Так вот, около полумиллиона лет назад на берегах Средиземного моря на тяжелых глинистых и лёссовых почвах жила эфемероидная осочка. Теперь ее называют осокой толстостолбиковой. Зимой и весной она покрывала зеленью равнины Северной Африки и библейские холмы Палестины. Когда начиналось сухое лето, листья осоки желтели, рассыпались пылью. Но при первых же осенних дождях осока снова выбрасывала зеленые побеги. Вообще то там росла не одна эта осока. Рядом росли и другие эфемероиды: луковичный мятлик, тюльпаны, крокусы, костры, мелкопостник, вульпия. Все они жили дружно, но главенствовала осока толстостолбиковая. Ее было больше всего, и она доминировала, иначе говоря, задавала тон в сообществах: если бы осока куда-нибудь переместилась, то весь спаянный «коллектив» пошел бы за ней.
Тем временем средиземноморский режим осадков распространялся все дальше на восток, в пределы молодой суши, где миллионы лет назад был океан Тетис, а теперь росли горы. Туда устремлялись зимне-весенние циклоны, и холодное время года на востоке тоже становилось влажным. Летом же давление складывалось так, что циклоны шли либо севернее, либо южнее, а Ближний Восток и Средняя Азия оставались сухими. Такой режим для нашей осоки оказался подходящим, и она действительно тронулась в путь. Из поколения в поколение осока толстостолбиковая стала распространяться на восток. А с ней пошли и все остальные виды, которым наша осока задавала тон.
Чем дальше осока заходила на восток, тем суше было лето, тем холоднее по сравнению со Средиземноморьем становилась зима. Но наша осока оказалась выносливой. Все она переносила — и холодные зимы, и летнюю жару и сушь. Единственное, чего она не переносила, — это рыхлые грунты. А по пути встречались и они.

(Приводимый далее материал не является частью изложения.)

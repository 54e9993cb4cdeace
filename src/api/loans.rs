//! Borrowing endpoints

use axum::{
    extract::{Path, State},
    http::StatusCode,
    Json,
};
use axum_extra::extract::WithRejection;
use serde::Serialize;
use serde_json::Value;
use utoipa::ToSchema;

use crate::{
    error::AppResult,
    models::loan::{BorrowedBookShort, CreateLoan},
};

use super::{IdPath, MessageResponse, Payload};

#[derive(Serialize, ToSchema)]
pub struct BorrowedBooksResponse {
    pub borrowed_books: Vec<BorrowedBookShort>,
}

/// Borrow a book
#[utoipa::path(
    post,
    path = "/borrow",
    tag = "loans",
    request_body = CreateLoan,
    responses(
        (status = 201, description = "Book borrowed", body = MessageResponse),
        (status = 500, description = "Unknown user or book, or pair already borrowed", body = crate::error::ErrorResponse)
    )
)]
pub async fn borrow_book(
    State(state): State<crate::AppState>,
    WithRejection(Json(loan), _): Payload<CreateLoan>,
) -> AppResult<(StatusCode, Json<MessageResponse>)> {
    state.services.loans.borrow(loan).await?;
    Ok((StatusCode::CREATED, MessageResponse::new("Book borrowed successfully")))
}

/// Return a borrowed book
#[utoipa::path(
    put,
    path = "/return/{user_id}/{book_id}",
    tag = "loans",
    params(
        ("user_id" = i64, Path, description = "User ID"),
        ("book_id" = i64, Path, description = "Book ID")
    ),
    request_body = crate::models::loan::ReturnLoan,
    responses(
        (status = 200, description = "Book returned", body = MessageResponse),
        (status = 404, description = "No open loan for this user and book", body = crate::error::ErrorResponse)
    )
)]
pub async fn return_book(
    State(state): State<crate::AppState>,
    WithRejection(Path((user_id, book_id)), _): IdPath<(i64, i64)>,
    WithRejection(Json(payload), _): Payload<Value>,
) -> AppResult<Json<MessageResponse>> {
    state
        .services
        .loans
        .return_book(user_id, book_id, payload)
        .await?;
    Ok(MessageResponse::new("Book returned successfully"))
}

/// List books currently on loan
#[utoipa::path(
    get,
    path = "/borrowed-books",
    tag = "loans",
    responses(
        (status = 200, description = "Open loans", body = BorrowedBooksResponse)
    )
)]
pub async fn list_borrowed_books(
    State(state): State<crate::AppState>,
) -> AppResult<Json<BorrowedBooksResponse>> {
    let borrowed_books = state.services.loans.list_open().await?;
    Ok(Json(BorrowedBooksResponse { borrowed_books }))
}
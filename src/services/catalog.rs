//! Catalog management service

use serde_json::Value;
use validator::Validate;

use crate::{
    error::AppResult,
    models::book::{Book, BookDetails, BookDetailsPayload, CreateBook},
    repository::Repository,
};

#[derive(Clone)]
pub struct CatalogService {
    repository: Repository,
}

impl CatalogService {
    pub fn new(repository: Repository) -> Self {
        Self { repository }
    }

    pub async fn list_books(&self) -> AppResult<Vec<Book>> {
        self.repository.books.list().await
    }

    pub async fn get_book(&self, id: i64) -> AppResult<Book> {
        self.repository.books.get_by_id(id).await
    }

    /// Add a book to the catalog
    pub async fn create_book(&self, book: CreateBook) -> AppResult<Book> {
        book.validate()?;

        let created = self.repository.books.create(&book).await?;
        tracing::info!("Created book id={} isbn={}", created.id, created.isbn);
        Ok(created)
    }

    /// Get the details of an existing book
    pub async fn get_book_details(&self, book_id: i64) -> AppResult<BookDetails> {
        self.repository.books.get_by_id(book_id).await?;
        self.repository.books.get_details(book_id).await
    }

    /// Assign or replace the details of a book.
    ///
    /// The book is looked up before the payload is decoded, so an unknown
    /// book answers NotFound whatever the body holds. Returns `None` without
    /// touching the store when the payload carries no `NumberOfPages`.
    pub async fn upsert_book_details(
        &self,
        book_id: i64,
        payload: Value,
    ) -> AppResult<Option<BookDetails>> {
        // Verify book exists
        self.repository.books.get_by_id(book_id).await?;

        let payload: BookDetailsPayload = serde_json::from_value(payload)?;
        let Some(details) = payload.into_upsert()? else {
            tracing::debug!("Book {} details payload has no NumberOfPages, skipping", book_id);
            return Ok(None);
        };
        details.validate()?;

        let saved = self.repository.books.upsert_details(book_id, &details).await?;
        tracing::info!("Saved details id={} for book id={}", saved.id, book_id);
        Ok(Some(saved))
    }
}
//! tls-keystore - TLS sockets from password-protected keystores
//!
//! This crate opens a PKCS#12 keystore, picks the first certificate-based
//! trust manager (and, for servers, key manager) it provides, builds an
//! OpenSSL context from them and hands back a socket:
//!
//! - [`client::connect`] returns a TCP-connected [`TlsSocket`], bounded by a
//!   5000 ms connect timeout by default
//! - [`server::bind`] returns a listening [`TlsListener`]
//!
//! Certificate validation and the handshake itself are OpenSSL's job. Each
//! call loads its own keystore and builds its own context; nothing is cached
//! between calls, and nothing is retried.
//!
//! # Examples
//!
//! ```no_run
//! use tls_keystore::{client, ClientOptions, KeystoreSource};
//! use std::time::Duration;
//!
//! let opts = ClientOptions::new().connect_timeout(Duration::from_secs(2));
//! let result = client::connect_with(
//!     "localhost",
//!     8443,
//!     KeystoreSource::from_path("store.p12"),
//!     "changeit",
//!     &opts,
//! );
//!
//! match result {
//!     Ok(mut socket) => socket.handshake().unwrap(),
//!     Err(e) => eprintln!("{} ({:?})", e, e.kind()),
//! }
//! ```

pub mod cert;
pub mod client;
pub mod config;
pub mod context;
pub mod error;
pub mod keystore;
pub mod material;
pub mod server;
pub mod socket;

#[cfg(test)]
mod test_util;

pub use cert::CertInfo;
pub use client::Host;
pub use config::{ClientOptions, ClientVerify, ServerOptions, TlsVersion};
pub use error::{Error, ErrorKind, Stage};
pub use keystore::{Keystore, KeystoreSource};
pub use material::{
    KeyManager, KeyManagerFactory, TrustManager, TrustManagerFactory, X509KeyManager,
    X509TrustManager,
};
pub use server::TlsListener;
pub use socket::TlsSocket;

/// Result type for keystore socket operations
pub type Result<T> = std::result::Result<T, Error>;
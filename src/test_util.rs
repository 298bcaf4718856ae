//! Keystore fixtures generated at test time
//!
//! Shared by the unit tests, the integration tests and the benches.

use openssl::asn1::Asn1Time;
use openssl::bn::BigNum;
use openssl::ec::{EcGroup, EcKey};
use openssl::hash::MessageDigest;
use openssl::nid::Nid;
use openssl::pkcs12::Pkcs12;
use openssl::pkey::{PKey, Private};
use openssl::stack::Stack;
use openssl::x509::extension::{BasicConstraints, SubjectAlternativeName};
use openssl::x509::{X509Name, X509};

pub const PASSWORD: &str = "changeit";

fn build_cert(cn: &str, with_sans: bool) -> (X509, PKey<Private>) {
    let group = EcGroup::from_curve_name(Nid::X9_62_PRIME256V1).unwrap();
    let key = PKey::from_ec_key(EcKey::generate(&group).unwrap()).unwrap();

    let mut name = X509Name::builder().unwrap();
    name.append_entry_by_nid(Nid::COMMONNAME, cn).unwrap();
    let name = name.build();

    let mut builder = X509::builder().unwrap();
    builder.set_version(2).unwrap();
    let serial = BigNum::from_u32(1).unwrap().to_asn1_integer().unwrap();
    builder.set_serial_number(&serial).unwrap();
    builder.set_subject_name(&name).unwrap();
    builder.set_issuer_name(&name).unwrap();
    builder.set_pubkey(&key).unwrap();
    builder
        .set_not_before(&Asn1Time::days_from_now(0).unwrap())
        .unwrap();
    builder
        .set_not_after(&Asn1Time::days_from_now(365).unwrap())
        .unwrap();
    builder
        .append_extension(BasicConstraints::new().critical().ca().build().unwrap())
        .unwrap();
    if with_sans {
        let san = SubjectAlternativeName::new()
            .dns(cn)
            .ip("127.0.0.1")
            .build(&builder.x509v3_context(None, None))
            .unwrap();
        builder.append_extension(san).unwrap();
    }
    builder.sign(&key, MessageDigest::sha256()).unwrap();

    (builder.build(), key)
}

pub fn self_signed(cn: &str) -> (X509, PKey<Private>) {
    build_cert(cn, true)
}

pub fn self_signed_without_sans(cn: &str) -> (X509, PKey<Private>) {
    build_cert(cn, false)
}

/// PKCS#12 holding a private key entry for `cert`
pub fn identity_der_for(name: &str, cert: &X509, key: &PKey<Private>, password: &str) -> Vec<u8> {
    Pkcs12::builder()
        .name(name)
        .pkey(key)
        .cert(cert)
        .build2(password)
        .unwrap()
        .to_der()
        .unwrap()
}

/// PKCS#12 holding a private key entry for `cn`
pub fn identity_der(cn: &str, password: &str) -> Vec<u8> {
    let (cert, key) = self_signed(cn);
    identity_der_for(cn, &cert, &key, password)
}

/// PKCS#12 holding only the given trusted certificates, no private key
pub fn trust_only_der_for(certs: &[X509], password: &str) -> Vec<u8> {
    let mut ca = Stack::new().unwrap();
    for cert in certs {
        ca.push(cert.clone()).unwrap();
    }
    Pkcs12::builder().ca(ca).build2(password).unwrap().to_der().unwrap()
}

/// PKCS#12 trusting a fresh self-signed certificate for `cn`
pub fn trust_only_der(cn: &str, password: &str) -> Vec<u8> {
    let (cert, _key) = self_signed(cn);
    trust_only_der_for(&[cert], password)
}
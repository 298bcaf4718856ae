//! Trust and key material extraction
//!
//! A factory turns an unlocked [`Keystore`] into an ordered list of
//! managers. Builders take the first manager that works on X.509
//! certificates; an empty scan is an error, never an absent manager passed
//! on to the TLS context.

use crate::error::Error;
use crate::keystore::Keystore;
use crate::Result;
use openssl::pkey::{PKey, Private};
use openssl::x509::X509;

/// Validates peer certificate chains against keystore certificates
#[derive(Debug, Clone)]
pub struct X509TrustManager {
    anchors: Vec<X509>,
}

impl X509TrustManager {
    pub fn new(anchors: Vec<X509>) -> Self {
        X509TrustManager { anchors }
    }

    /// Trusted certificates, in keystore order
    pub fn anchors(&self) -> &[X509] {
        &self.anchors
    }
}

/// Presents this endpoint's certificate and proves ownership of its key
#[derive(Clone)]
pub struct X509KeyManager {
    certificate: X509,
    private_key: PKey<Private>,
    chain: Vec<X509>,
}

impl X509KeyManager {
    pub fn new(certificate: X509, private_key: PKey<Private>, chain: Vec<X509>) -> Self {
        X509KeyManager {
            certificate,
            private_key,
            chain,
        }
    }

    pub fn certificate(&self) -> &X509 {
        &self.certificate
    }

    pub fn private_key(&self) -> &PKey<Private> {
        &self.private_key
    }

    /// Intermediates sent after the certificate
    pub fn chain(&self) -> &[X509] {
        &self.chain
    }
}

impl std::fmt::Debug for X509KeyManager {
    fn fmt(&self, f: &mut std::fmt::Formatter<'_>) -> std::fmt::Result {
        f.debug_struct("X509KeyManager")
            .field("certificate", &self.certificate)
            .field("chain", &self.chain.len())
            .finish_non_exhaustive()
    }
}

/// A trust strategy reported by a [`TrustManagerFactory`]
#[derive(Debug, Clone)]
pub enum TrustManager {
    X509(X509TrustManager),
    /// Not certificate based; skipped during selection
    Other(String),
}

/// A key strategy reported by a [`KeyManagerFactory`]
#[derive(Debug, Clone)]
pub enum KeyManager {
    X509(X509KeyManager),
    /// Not certificate based; skipped during selection
    Other(String),
}

pub trait TrustManagerFactory {
    /// Trust managers for `keystore`, in preference order
    fn trust_managers(&self, keystore: &Keystore) -> Result<Vec<TrustManager>>;
}

pub trait KeyManagerFactory {
    /// Key managers for `keystore`, in preference order
    ///
    /// `password` unlocks the private key, independently of the password
    /// that unlocked the keystore.
    fn key_managers(&self, keystore: &Keystore, password: &str) -> Result<Vec<KeyManager>>;
}

/// Trusts every certificate the keystore holds
#[derive(Debug, Clone, Copy, Default)]
pub struct DefaultTrustManagerFactory;

impl TrustManagerFactory for DefaultTrustManagerFactory {
    fn trust_managers(&self, keystore: &Keystore) -> Result<Vec<TrustManager>> {
        let anchors: Vec<X509> = keystore.certificates().cloned().collect();
        if anchors.is_empty() {
            return Ok(Vec::new());
        }
        Ok(vec![TrustManager::X509(X509TrustManager::new(anchors))])
    }
}

/// Serves the keystore's private key entry
#[derive(Debug, Clone, Copy, Default)]
pub struct DefaultKeyManagerFactory;

impl KeyManagerFactory for DefaultKeyManagerFactory {
    fn key_managers(&self, keystore: &Keystore, password: &str) -> Result<Vec<KeyManager>> {
        let parsed = keystore.reopen(password).map_err(Error::KeyRecovery)?;

        match (parsed.cert, parsed.pkey) {
            (Some(cert), Some(key)) => {
                let chain = keystore.chain().to_vec();
                Ok(vec![KeyManager::X509(X509KeyManager::new(cert, key, chain))])
            }
            _ => Ok(Vec::new()),
        }
    }
}

/// First X.509 trust manager from the default factory
pub fn extract_trust_manager(keystore: &Keystore) -> Result<X509TrustManager> {
    extract_trust_manager_with(&DefaultTrustManagerFactory, keystore)
}

pub fn extract_trust_manager_with<F>(factory: &F, keystore: &Keystore) -> Result<X509TrustManager>
where
    F: TrustManagerFactory + ?Sized,
{
    factory
        .trust_managers(keystore)?
        .into_iter()
        .find_map(|manager| match manager {
            TrustManager::X509(tm) => Some(tm),
            TrustManager::Other(_) => None,
        })
        .ok_or(Error::NoTrustManager)
}

/// First X.509 key manager from the default factory
pub fn extract_key_manager(keystore: &Keystore, password: &str) -> Result<X509KeyManager> {
    extract_key_manager_with(&DefaultKeyManagerFactory, keystore, password)
}

pub fn extract_key_manager_with<F>(
    factory: &F,
    keystore: &Keystore,
    password: &str,
) -> Result<X509KeyManager>
where
    F: KeyManagerFactory + ?Sized,
{
    factory
        .key_managers(keystore, password)?
        .into_iter()
        .find_map(|manager| match manager {
            KeyManager::X509(km) => Some(km),
            KeyManager::Other(_) => None,
        })
        .ok_or(Error::NoKeyManager)
}
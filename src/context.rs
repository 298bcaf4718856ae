//! TLS context construction
//!
//! Turns extracted material plus builder options into an OpenSSL
//! `SslContext`. Clients get trust material only and present no
//! certificate; servers get both.

use crate::config::{ClientOptions, ClientVerify, ServerOptions, TlsVersion};
use crate::error::Error;
use crate::material::{X509KeyManager, X509TrustManager};
use crate::Result;
use openssl::ssl::{SslContext, SslContextBuilder, SslMethod, SslVerifyMode};

fn apply_versions(
    builder: &mut SslContextBuilder,
    min: Option<TlsVersion>,
    max: Option<TlsVersion>,
) -> Result<()> {
    builder
        .set_min_proto_version(min.map(|v| v.to_openssl_version()))
        .map_err(Error::Context)?;
    builder
        .set_max_proto_version(max.map(|v| v.to_openssl_version()))
        .map_err(Error::Context)?;
    Ok(())
}

fn install_trust(builder: &mut SslContextBuilder, trust: &X509TrustManager) -> Result<()> {
    let store = builder.cert_store_mut();
    for anchor in trust.anchors() {
        store.add_cert(anchor.clone()).map_err(Error::Context)?;
    }
    Ok(())
}

/// Client context validating peers against `trust`
pub fn client_context(trust: &X509TrustManager, opts: &ClientOptions) -> Result<SslContext> {
    let mut builder = SslContextBuilder::new(SslMethod::tls_client()).map_err(Error::Context)?;

    apply_versions(&mut builder, opts.min_version, opts.max_version)?;
    if let Some(ref ciphers) = opts.cipher_list {
        builder.set_cipher_list(ciphers).map_err(Error::Context)?;
    }

    install_trust(&mut builder, trust)?;
    builder.set_verify(SslVerifyMode::PEER);

    Ok(builder.build())
}

/// Server context presenting `key` and validating client certificates,
/// when requested, against `trust`
pub fn server_context(
    key: &X509KeyManager,
    trust: &X509TrustManager,
    opts: &ServerOptions,
) -> Result<SslContext> {
    let mut builder = SslContextBuilder::new(SslMethod::tls_server()).map_err(Error::Context)?;

    apply_versions(&mut builder, opts.min_version, opts.max_version)?;
    if let Some(ref ciphers) = opts.cipher_list {
        builder.set_cipher_list(ciphers).map_err(Error::Context)?;
    }

    builder
        .set_certificate(key.certificate())
        .map_err(Error::Context)?;
    for cert in key.chain() {
        builder
            .add_extra_chain_cert(cert.clone())
            .map_err(Error::Context)?;
    }
    // Newer OpenSSL already refuses a mismatched key here
    builder
        .set_private_key(key.private_key())
        .map_err(Error::KeyMismatch)?;
    builder.check_private_key().map_err(Error::KeyMismatch)?;

    install_trust(&mut builder, trust)?;

    let verify_mode = match opts.client_verify {
        ClientVerify::None => SslVerifyMode::NONE,
        ClientVerify::Optional => SslVerifyMode::PEER,
        ClientVerify::Required => SslVerifyMode::PEER | SslVerifyMode::FAIL_IF_NO_PEER_CERT,
    };
    if opts.client_verify != ClientVerify::None {
        for anchor in trust.anchors() {
            builder.add_client_ca(anchor).map_err(Error::Context)?;
        }
    }
    builder.set_verify(verify_mode);

    Ok(builder.build())
}
//! Shared fixtures: keystores generated with OpenSSL at test time

#![allow(dead_code)]

use openssl::x509::X509;
use std::net::{IpAddr, Ipv4Addr};
use std::path::PathBuf;
use tempfile::TempDir;
use tls_keystore::ServerOptions;

#[path = "../../src/test_util.rs"]
mod fixtures;

pub use fixtures::{self_signed, PASSWORD};

pub fn init_logging() {
    let _ = env_logger::builder().is_test(true).try_init();
}

/// Keystore files living as long as the returned directory
pub struct Stores {
    pub dir: TempDir,
}

impl Stores {
    pub fn new() -> Self {
        Stores {
            dir: tempfile::tempdir().unwrap(),
        }
    }

    pub fn path(&self, file: &str) -> PathBuf {
        self.dir.path().join(file)
    }

    /// Keystore with a private key entry for `cn`
    pub fn identity(&self, file: &str, cn: &str, password: &str) -> PathBuf {
        self.identity_with_cert(file, cn, password).0
    }

    /// Same as `identity`, also returning the entry's certificate
    pub fn identity_with_cert(&self, file: &str, cn: &str, password: &str) -> (PathBuf, X509) {
        let (cert, key) = self_signed(cn);
        let der = fixtures::identity_der_for(cn, &cert, &key, password);
        (self.write(file, &der), cert)
    }

    /// Keystore with trusted certificates only
    pub fn trust_only(&self, file: &str, certs: &[X509], password: &str) -> PathBuf {
        self.write(file, &fixtures::trust_only_der_for(certs, password))
    }

    pub fn write(&self, file: &str, bytes: &[u8]) -> PathBuf {
        let path = self.path(file);
        std::fs::write(&path, bytes).unwrap();
        path
    }
}

pub fn loopback() -> ServerOptions {
    ServerOptions::new().bind_address(IpAddr::V4(Ipv4Addr::LOCALHOST))
}
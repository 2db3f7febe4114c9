//! A rasterizer which does not need the PDFium library.
//!
//! It understands just enough of the PDF format to count pages, and renders every page as a
//! blank image. This is useful for testing the rest of the pipeline in isolation.

use super::{check_page_count, encode_png, render_error, Rasterizer};
use crate::error::Error;
use async_trait::async_trait;

/// A rasterizer which renders every page of a PDF as a 1x1 white image.
#[derive(Clone, Copy, Debug, Default)]
pub struct FakeRasterizer;

#[async_trait]
impl Rasterizer for FakeRasterizer {
    async fn render(&self, pdf: Vec<u8>, _dpi: u16, max_pages: usize) -> Result<Vec<Vec<u8>>, Error> {
        if !pdf.starts_with(b"%PDF-") {
            return Err(render_error("missing PDF header"));
        }
        let pages = count_pages(&pdf);
        check_page_count(pages, max_pages)?;
        (0..pages)
            .map(|_| encode_png(1, 1, vec![255; 4]).map_err(render_error))
            .collect()
    }
}

/// Count the page objects (`/Type /Page`, but not `/Type /Pages`) in a PDF.
fn count_pages(pdf: &[u8]) -> usize {
    let text = String::from_utf8_lossy(pdf);
    text.match_indices("/Type")
        .filter(|(i, ty)| {
            let rest = text[i + ty.len()..].trim_start();
            rest.starts_with("/Page") && !rest["/Page".len()..].starts_with('s')
        })
        .count()
}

Осока толстостолбиковая обходила пески. Но часть семян попала все-таки на песок. Огромная часть этого потомства погибла: семена засохли, не проросли. Но какая-то часть нащупала под тонким слоем песка знакомый глинистый грунт, укрепилась, выжила. За тысячелетия эти поселенцы приспособились к пескам, перекрывающим глинистые почвы. У них появились новые черты, которых не было у осоки толстостолбиковой: более длинные корни, маленькие пузырьки на плодиках, позволяющие ветру переносить семена. Следовательно, образовался уже новый вид — осока почти-вздутая. Так ее теперь называют. Она и по сей день зеленеет во влажное время года в Афганистане, на песках Бухары, на равнинах Турана. А с ней и другие виды, которые сгруппировались вокруг этой новой осоки в самостоятельные сообщества.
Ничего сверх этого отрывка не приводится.